Last night I gave my Pint of Science talk in Sheffield and hopefully those who came learnt a thing or two about bubbles and their role in driving volcanic eruptions! My talk gave an overview of the range of activities that I study, from passive degassing through to lava fountaining, with a major focus on strombolian eruptions. In particular I discussed the role of volcanic gas slugs in generating such eruptions and some of the features which we have discovered during the course of my research at the University of Sheffield, including: past work at Etna which provided the first potential evidence for coalescence of gas slugs during volcanic activity, recent work just published in Geophysical Research Letters on the combination of gas measurements with computational models which demonstrated the possibility of daughter bubble production (the release of gas bubbles from the base of a slug) and that this could essentially cause slugs to destroy themselves (I will blog on this work soon), finally I introduced work I presented at AGU in 2014 which we are currently writing up for publication on laboratory and computational experiments conducted into multiple slug flow.

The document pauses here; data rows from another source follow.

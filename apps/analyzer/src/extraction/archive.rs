//! Archive Unpacker: expands an uploaded zip into a scoped temporary directory.
//!
//! The returned `UnpackedArchive` owns the `TempDir`; dropping it removes the upload
//! and every extracted member, whichever way the batch exits.

use std::fs;
use std::io;
use std::path::{Path, PathBuf};

use tempfile::TempDir;
use tracing::{debug, warn};
use zip::ZipArchive;

use crate::errors::AppError;

const UPLOAD_FILE_NAME: &str = "upload.zip";
const MEMBERS_DIR: &str = "members";

/// A regular file found at the top level of the expanded archive.
#[derive(Debug, Clone)]
pub struct ArchiveMember {
    pub name: String,
    pub path: PathBuf,
}

/// Extracted archive contents, alive for as long as this value is.
#[derive(Debug)]
pub struct UnpackedArchive {
    dir: TempDir,
    members: Vec<ArchiveMember>,
}

impl UnpackedArchive {
    /// Top-level members in directory listing order. The order is fixed for this value.
    pub fn members(&self) -> &[ArchiveMember] {
        &self.members
    }

    pub fn root(&self) -> &Path {
        self.dir.path()
    }
}

/// Writes `archive` to a temporary location and expands all entries.
///
/// Blocking: callers on the async runtime must go through `spawn_blocking`.
pub fn unpack(archive: &[u8]) -> Result<UnpackedArchive, AppError> {
    if archive.is_empty() {
        return Err(AppError::CorruptArchive("uploaded archive is empty".to_string()));
    }

    let dir = tempfile::Builder::new()
        .prefix("resume-batch-")
        .tempdir()
        .map_err(io_error)?;

    let upload_path = dir.path().join(UPLOAD_FILE_NAME);
    fs::write(&upload_path, archive).map_err(io_error)?;

    let members_dir = dir.path().join(MEMBERS_DIR);
    fs::create_dir(&members_dir).map_err(io_error)?;

    let file = fs::File::open(&upload_path).map_err(io_error)?;
    let mut zip = ZipArchive::new(file).map_err(|e| AppError::CorruptArchive(e.to_string()))?;
    expand(&mut zip, &members_dir)?;

    let members = list_top_level(&members_dir).map_err(io_error)?;
    debug!("Unpacked {} top-level members", members.len());

    Ok(UnpackedArchive { dir, members })
}

fn expand(zip: &mut ZipArchive<fs::File>, target: &Path) -> Result<(), AppError> {
    for i in 0..zip.len() {
        let mut entry = zip
            .by_index(i)
            .map_err(|e| AppError::CorruptArchive(e.to_string()))?;

        // Reject names that would land outside the target directory.
        let relative = match entry.enclosed_name() {
            Some(path) => path.to_path_buf(),
            None => {
                warn!("Skipping archive entry with unsafe path: {}", entry.name());
                continue;
            }
        };
        let out_path = target.join(relative);

        if entry.is_dir() {
            fs::create_dir_all(&out_path).map_err(io_error)?;
            continue;
        }
        if let Some(parent) = out_path.parent() {
            fs::create_dir_all(parent).map_err(io_error)?;
        }
        let mut out = fs::File::create(&out_path).map_err(io_error)?;
        io::copy(&mut entry, &mut out)
            .map_err(|e| AppError::CorruptArchive(format!("{}: {e}", entry.name())))?;
    }
    Ok(())
}

fn list_top_level(dir: &Path) -> io::Result<Vec<ArchiveMember>> {
    let mut members = Vec::new();
    for entry in fs::read_dir(dir)? {
        let entry = entry?;
        if !entry.file_type()?.is_file() {
            continue;
        }
        members.push(ArchiveMember {
            name: entry.file_name().to_string_lossy().into_owned(),
            path: entry.path(),
        });
    }
    Ok(members)
}

fn io_error(e: io::Error) -> AppError {
    AppError::Internal(anyhow::Error::new(e).context("temporary storage failure"))
}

The journey of Bob the Bubble proved to be a popular addition to my talk, raising a few chuckles (video below). Bob the Bubble illustrates the journey of a gas bubble from a magma chamber, through a conduit and the shape (morphology) transitions which may occur throughout ascent. As part of my talk I also performed a few short demonstration experiments (see photo) on the coalescence of smaller bubbles to make a cap bubble, through to an ascending slug. With the kind assistance of Tom Wilkes we even managed to demo a series of slug coalescence events which worked perfectly on the first try. This was rather fortuitous as it didn't really work during testing on the previous day!
Dr Ed Daw of LIGO heritage spoke after my talk and gave some fascinating insights into the science and what it really took to detect gravity waves! He also hinted that further discoveries may be coming soon...
A very enjoyable event which it was a pleasure to be a part of. A big up to all the volunteers who made this event happen in Sheffield!